Rushing back from London via Kendal, a week of grim streets, no horizons, great friends and photo shows, then village people, a few cliques and egos, some good films and colleagues, I find myself here:
Sunday morning, only a drive away but a lifetime away from young men in sharp clothes with something to prove and nothing to lose. I'm talking about London, not Kendal, although... although all that worldly ambition leaks through, doesn't it, much as our pastoral escape to the country narrative tries to stop it. We take it with us. We're always there.
I took work with me on the first day of my winter season, in the form of gear to test, but otherwise I cleared my head. London hadn't been so terrible - after four years I couldn't feel more ambiguous about the place, and less ambiguous about the friendships I still feel bad for deserting there. I didn't really feel anything about the city itself, anymore. I was always trapped there, until I wasn't. I don't loathe London anymore, but you can keep it if you want it.

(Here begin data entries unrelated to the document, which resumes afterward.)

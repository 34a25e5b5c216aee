//! # Parsing
//!
//! Source text is parsed one line at a time:
//!
//! ```text
//! line → LineClassifier → BlockTracker (quote / list / code block state)
//!      → tokenize (flat token stack) → resolve (nested nodes) → container
//! ```
//!
//! The `block` module decides which container is open for each line, the
//! `inline` module turns what is left of the line into tokens, and
//! `resolve` matches paired marks into nodes. Parsing never fails: input
//! that does not form a construct is kept as literal text.

pub(crate) mod block;
pub(crate) mod inline;
pub(crate) mod resolve;

use crate::ast::{Node, NodeKind, reduce_text};
use crate::features::{Feature, FeatureSet};

use block::kinds::CodeFence;
use block::{BlockOpen, BlockTracker, LineClassifier};

/// Parses Markdown with a fixed [`FeatureSet`].
///
/// A `Parser` holds no per-parse state, so one value can parse any number of
/// inputs, from any number of threads.
#[derive(Debug, Clone, Copy, PartialEq, Eq, Default)]
pub struct Parser {
    features: FeatureSet,
}

impl Parser {
    pub fn new(features: FeatureSet) -> Self {
        Self { features }
    }

    pub fn features(&self) -> FeatureSet {
        self.features
    }

    /// Parses `input` into a [`NodeKind::Document`] tree.
    pub fn parse(&self, input: &str) -> Node {
        let classifier = LineClassifier::new(self.features);
        let mut blocks = BlockTracker::new();

        let mut lines = input
            .split('\n')
            .map(|line| line.strip_suffix('\r').unwrap_or(line))
            .peekable();
        while let Some(line) = lines.next() {
            let is_last = lines.peek().is_none();
            self.parse_line(line, is_last, &classifier, &mut blocks);
        }
        blocks.finish()
    }

    fn parse_line(
        &self,
        line: &str,
        is_last: bool,
        classifier: &LineClassifier,
        blocks: &mut BlockTracker,
    ) {
        let features = self.features;

        if features.contains(Feature::CodeBlock) && CodeFence::is_fence(line) {
            blocks.toggle_code_block();
            return;
        }
        if blocks.in_code_block() {
            blocks.push_code_line(line, is_last);
            return;
        }

        let line = line.trim();
        if line.is_empty() {
            blocks.blank_line(features.contains(Feature::AllowMultipleLineBreaks));
            return;
        }
        blocks.content_line();

        let class = classifier.classify(line);
        blocks.enter_quote(class.quote_level);

        let mut stack = Vec::new();
        match class.opener {
            Some(BlockOpen::ListItem { ordered }) => {
                blocks.open_list(ordered);
                stack.push(NodeKind::ListItem);
            }
            Some(BlockOpen::Heading { level }) => {
                blocks.close_list();
                stack.push(NodeKind::Heading(level));
            }
            Some(BlockOpen::HorizontalRule) => {
                blocks.close_list();
                stack.push(NodeKind::HorizontalRule);
            }
            None => blocks.close_list(),
        }

        inline::tokenize(class.remainder, features, &mut stack);
        if !is_last {
            stack.push(NodeKind::Text("\n".to_string()));
        }

        let stack = reduce_text(stack);
        let nodes = resolve::resolve(&stack, blocks.list_mut());
        blocks.append(nodes);
    }
}

/// Parses `input` with the [`FeatureSet::standard`] preset.
pub fn parse(input: &str) -> Node {
    Parser::default().parse(input)
}

/// Parses `input` with the given features.
pub fn parse_with(input: &str, features: FeatureSet) -> Node {
    Parser::new(features).parse(input)
}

I wrote a long time ago I'm not escaping from something, I'm escaping to... that seeking more contact outdoors is a positive thing, not a negative one... but it turns out that I'm still grappling with it, that reaching escape velocity is a terribly hard thing to do. Most days, looking after my little one and emailing (ffs!) to put bread on the table I'm less sure than ever about where is from and where is to. Those whose lives have a clearer narrative arc tell a cleaner story - I got clear, my needs are selfish, but they are mine, and I'm claiming them, NOW!

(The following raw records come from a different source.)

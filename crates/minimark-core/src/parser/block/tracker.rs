use crate::ast::{Node, NodeKind, merge_text};

/// Per-parse block state: which containers are open and where new
/// top-level content goes.
///
/// At most one quote, one list and one code block are open at a time.
/// Content lands in the open code block, else the open quote, else the
/// document. Lists are attached to their enclosing quote or document only
/// when they close.
pub struct BlockTracker {
    document: Node,
    quote: Option<Node>,
    list: Option<Node>,
    code_block: Option<Node>,
    was_blank: bool,
}

impl BlockTracker {
    pub fn new() -> Self {
        Self {
            document: Node::new(NodeKind::Document),
            quote: None,
            list: None,
            code_block: None,
            was_blank: false,
        }
    }

    /// Consumes the tracker, closing everything still open.
    pub fn finish(mut self) -> Node {
        if self.code_block.is_some() {
            log::trace!("closing unterminated code block at end of input");
            self.close_code_block();
        }
        self.close_list();
        self.close_quote();

        // Every line but the last ends with a break; drop the one left
        // dangling after the final line.
        if self.document.last_child().and_then(Node::as_str) == Some("\n") {
            self.document.pop();
        }
        self.document.merged()
    }

    pub fn in_code_block(&self) -> bool {
        self.code_block.is_some()
    }

    /// Handles a fence line: opens a code block or closes the open one.
    pub fn toggle_code_block(&mut self) {
        self.was_blank = false;
        if self.code_block.is_some() {
            self.close_code_block();
        } else {
            self.close_list();
            log::trace!("opening code block");
            self.code_block = Some(Node::new(NodeKind::CodeBlock));
        }
    }

    /// Adds one verbatim source line to the open code block.
    pub fn push_code_line(&mut self, line: &str, is_last: bool) {
        self.was_blank = false;
        if let Some(block) = self.code_block.as_mut() {
            if !line.is_empty() {
                block.push(Node::text(line));
            }
            if !is_last {
                block.push(Node::text("\n"));
            }
        }
    }

    /// A blank line ends lists and quotes and emits a single break.
    ///
    /// Consecutive blank lines collapse into one break unless
    /// `keep_every_break` is set.
    pub fn blank_line(&mut self, keep_every_break: bool) {
        self.close_list();
        self.close_quote();
        if !self.was_blank || keep_every_break {
            self.append(vec![Node::text("\n")]);
        }
        self.was_blank = true;
    }

    /// Marks the start of a line with content.
    pub fn content_line(&mut self) {
        self.was_blank = false;
    }

    /// Brings the quote state in line with the current line's prefix.
    ///
    /// `level` 0 means the line is not quoted and closes any open quote. A
    /// different level than the open quote closes it and opens a new one.
    pub fn enter_quote(&mut self, level: usize) {
        let open_level = match self.quote.as_ref().map(Node::kind) {
            Some(NodeKind::BlockQuote(open)) => Some(*open),
            _ => None,
        };
        if open_level == Some(level) {
            return;
        }
        if open_level.is_some() {
            self.close_list();
            self.close_quote();
        }
        if level > 0 {
            // A list open outside the quote belongs outside it.
            self.close_list();
            log::trace!("opening block quote at level {level}");
            self.quote = Some(Node::new(NodeKind::BlockQuote(level)));
        }
    }

    /// Makes sure a list of the given kind is open.
    pub fn open_list(&mut self, ordered: bool) {
        let open_ordered = match self.list.as_ref().map(Node::kind) {
            Some(NodeKind::List { ordered }) => Some(*ordered),
            _ => None,
        };
        if open_ordered == Some(ordered) {
            return;
        }
        self.close_list();
        log::trace!("opening list (ordered: {ordered})");
        self.list = Some(Node::new(NodeKind::List { ordered }));
    }

    pub fn close_list(&mut self) {
        if let Some(list) = self.list.take() {
            log::trace!("closing list with {} items", list.children().len());
            self.container().push(list);
        }
    }

    /// The open list, for the resolver to attach items to.
    pub fn list_mut(&mut self) -> Option<&mut Node> {
        self.list.as_mut()
    }

    /// Appends resolved top-level nodes to the innermost open container.
    pub fn append(&mut self, nodes: Vec<Node>) {
        if nodes.is_empty() {
            return;
        }
        match self.code_block.as_mut() {
            Some(block) => block.extend(nodes),
            None => self.container().extend(nodes),
        }
    }

    fn close_quote(&mut self) {
        if let Some(quote) = self.quote.take() {
            log::trace!("closing block quote");
            self.document.push(quote);
        }
    }

    /// Closes the code block, flattening its children into plain text.
    fn close_code_block(&mut self) {
        if let Some(block) = self.code_block.take() {
            log::trace!("closing code block");
            let lines = block
                .into_children()
                .into_iter()
                .filter_map(|n| n.kind().as_text().map(Node::new))
                .collect();
            let block = Node::with_children(NodeKind::CodeBlock, merge_text(lines));
            self.container().push(block);
        }
    }

    /// The open quote, or the document.
    fn container(&mut self) -> &mut Node {
        self.quote.as_mut().unwrap_or(&mut self.document)
    }
}

impl Default for BlockTracker {
    fn default() -> Self {
        Self::new()
    }
}
//! Raw lexemes for one line of inline content.
//!
//! The [Logos] lexer only splits the line into plain-text runs and single
//! delimiter characters; grouping delimiters into marks and the speculative
//! link and code scans happen in the tokenizer.
//!
//! [Logos]: https://docs.rs/logos

use logos::Logos;

#[derive(Logos, Debug, Clone, Copy, PartialEq, Eq)]
pub enum Lexeme {
    /// Anything that is not a delimiter
    #[regex(r"[^*_~`\[\\]+")]
    Text,

    #[token("*")]
    Star,

    #[token("_")]
    Underscore,

    #[token("~")]
    Tilde,

    #[token("`")]
    Backtick,

    #[token("[")]
    LBracket,

    /// Backslash plus the character it escapes
    #[regex(r"\\.")]
    Escape,

    /// A backslash with nothing after it
    #[token("\\")]
    Backslash,
}
use crate::ast::NodeKind;

/// Longest run of `*` or `_` grouped into one mark; longer runs split.
pub const MAX_EMPHASIS_RUN: usize = 2;

/// Classifies a delimiter run into the token kind it stands for.
///
/// Anything that is not a recognised mark is literal text.
pub fn node_kind_for(mark: &str) -> NodeKind {
    let Some(first) = mark.chars().next() else {
        return NodeKind::Text(String::new());
    };
    let len = mark.chars().count();
    let repeated = mark.chars().all(|c| c == first);

    match first {
        '*' | '_' if len == 1 => NodeKind::Emphasis(mark.to_string()),
        '*' | '_' if repeated => NodeKind::Strong(mark.to_string()),
        '~' if len > 1 && repeated => NodeKind::Strike(mark.to_string()),
        '`' if len == 1 => NodeKind::InlineCode,
        _ => NodeKind::Text(mark.to_string()),
    }
}

/// A delimiter run being accumulated by the tokenizer.
///
/// Characters of one kind are grouped; `*` and `_` groups are capped at
/// [`MAX_EMPHASIS_RUN`] so `****` becomes two strong marks.
#[derive(Debug, Default)]
pub struct MarkRun(String);

impl MarkRun {
    pub fn push(&mut self, c: char, out: &mut Vec<NodeKind>) {
        match self.0.chars().last() {
            Some(last) if last == c => {
                if c != '~' && self.0.len() == MAX_EMPHASIS_RUN {
                    self.flush(out);
                }
            }
            Some(_) => self.flush(out),
            None => {}
        }
        self.0.push(c);
    }

    /// Emits the pending run, if any, as one token.
    pub fn flush(&mut self, out: &mut Vec<NodeKind>) {
        if !self.0.is_empty() {
            out.push(node_kind_for(&self.0));
            self.0.clear();
        }
    }
}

A good time, all the time. Not a little greedy, but who can really blame them? Then again, we're so busy defending our cognitive bias that when the chickens come home to roost (Paris, most recently) none of us compute. So much public hand wringing. As much as I know it's a manifestation of an attempt to understand, it's still sickening. A bit too close to home now? Apparently it's controversial apologism to say this... Maybe it's not us who can't afford our lavish lifestyles. We've been externalising our costs to the other for so long now that our parents are justifying to their grandchildren. It's generational. From cognitive bias to cognitive dissonance and back again. Mob insanity.

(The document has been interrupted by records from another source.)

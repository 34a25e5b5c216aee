//! Tree resolution: turns one line's flat token stack into nested nodes.
//!
//! Paired marks are matched by looking forward for an identical token. A
//! strong mark with no partner may still pair with an emphasis of the same
//! character (and the other way round); the leftover character becomes
//! literal text. Anything still unmatched degrades to its literal text.

use crate::ast::{Node, NodeKind};

/// Resolves `stack` into nodes. List items are pushed onto `list` rather
/// than returned.
///
/// # Panics
///
/// If the stack holds a [`NodeKind::ListItem`] and `list` is `None`. The
/// block tracker always opens a list before a list item is tokenized.
pub fn resolve(stack: &[NodeKind], list: Option<&mut Node>) -> Vec<Node> {
    let mut resolver = Resolver {
        stack,
        cursor: 0,
        list,
    };
    resolver.nodes(stack.len())
}

struct Resolver<'s, 'l> {
    stack: &'s [NodeKind],
    cursor: usize,
    list: Option<&'l mut Node>,
}

impl Resolver<'_, '_> {
    /// Resolves tokens from the cursor up to `end` (exclusive).
    fn nodes(&mut self, end: usize) -> Vec<Node> {
        let stack = self.stack;
        let mut out = Vec::new();

        while self.cursor < end {
            let kind = &stack[self.cursor];
            self.cursor += 1;

            match kind {
                NodeKind::Heading(_) => {
                    let children = self.nodes(end);
                    out.push(Node::with_children(kind.clone(), children));
                }
                NodeKind::ListItem => {
                    let children = self.nodes(end);
                    let item = Node::with_children(NodeKind::ListItem, children);
                    match self.list.as_deref_mut() {
                        Some(list) => list.push(item),
                        None => unreachable!("list item resolved without an open list"),
                    }
                }
                NodeKind::Strong(marker) => out.extend(self.strong(kind, marker, end)),
                NodeKind::Emphasis(marker) => out.extend(self.emphasis(kind, marker, end)),
                NodeKind::Strike(_) | NodeKind::InlineCode | NodeKind::CodeBlock => {
                    out.push(self.paired(kind, end));
                }
                NodeKind::Text(_)
                | NodeKind::HorizontalRule
                | NodeKind::Link { .. }
                | NodeKind::Document
                | NodeKind::BlockQuote(_)
                | NodeKind::List { .. } => out.push(Node::new(kind.clone())),
            }
        }
        out
    }

    fn strong(&mut self, kind: &NodeKind, marker: &str, end: usize) -> Vec<Node> {
        if let Some(close) = self.next_index_of(kind, end) {
            return vec![self.wrap(kind, close)];
        }
        let (single, excess) = split_first(marker);
        let emphasis = NodeKind::Emphasis(single.to_string());
        match self.next_index_of(&emphasis, end) {
            Some(close) => vec![Node::text(excess), self.wrap(&emphasis, close)],
            None => vec![self.degrade(kind)],
        }
    }

    fn emphasis(&mut self, kind: &NodeKind, marker: &str, end: usize) -> Vec<Node> {
        if let Some(close) = self.next_index_of(kind, end) {
            return vec![self.wrap(kind, close)];
        }
        let strong = NodeKind::Strong(marker.repeat(2));
        match self.next_index_of(&strong, end) {
            Some(close) => {
                let wrapped = self.wrap(kind, close);
                vec![wrapped, Node::text(marker)]
            }
            None => vec![self.degrade(kind)],
        }
    }

    fn paired(&mut self, kind: &NodeKind, end: usize) -> Node {
        debug_assert!(kind.is_paired());
        match self.next_index_of(kind, end) {
            Some(close) => self.wrap(kind, close),
            None => self.degrade(kind),
        }
    }

    /// Builds `kind` around everything up to `close`, then steps past the
    /// closing token.
    fn wrap(&mut self, kind: &NodeKind, close: usize) -> Node {
        let children = self.nodes(close);
        self.cursor = close + 1;
        Node::with_children(kind.clone(), children)
    }

    fn degrade(&self, kind: &NodeKind) -> Node {
        log::debug!("unmatched {kind:?}, keeping it as text");
        Node::new(kind.as_text().unwrap_or_else(|| kind.clone()))
    }

    fn next_index_of(&self, kind: &NodeKind, end: usize) -> Option<usize> {
        self.stack[self.cursor..end]
            .iter()
            .position(|k| k == kind)
            .map(|i| self.cursor + i)
    }
}

/// Splits a marker into its first character and the rest.
fn split_first(marker: &str) -> (&str, &str) {
    let at = marker.chars().next().map_or(0, char::len_utf8);
    marker.split_at(at)
}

So, I come up for air. One more time. And it works, I feel better. The hill is busy with people out enjoying the first day of Scottish Alpine. I don't vant to be alone, I just need some perspective. And here it is, away from digitised chest thumping and moral outrage, away from the business of property and adventure. Some horizon. Every time, it's a fucking miracle.
I stay up high late, then retreat to the Glen for a long, dark walk out with a Polish bathroom fitter I meet on the way. The glens are silent, probably because these hills are sandwiched between Glasgow and Cranlarich and it's easier for most to get back to the city than stay out camping. Half way along the glen, there are diggers and a track extending the hydro scheme; plugging in, extracting resource, tapping energy for the fat machine, so later we can sit on facebook and complain about those we don't understand until we convince ourselves and each other we do. They'd do the same, given half the chance. Lucky for us they don't have one. Polish and I are grateful for the easy ground under our feet, in the short term it makes things easier. The military industrial complex creeps slowly but surely up the mountain. At what point do we put up our hand and shout 'stop'?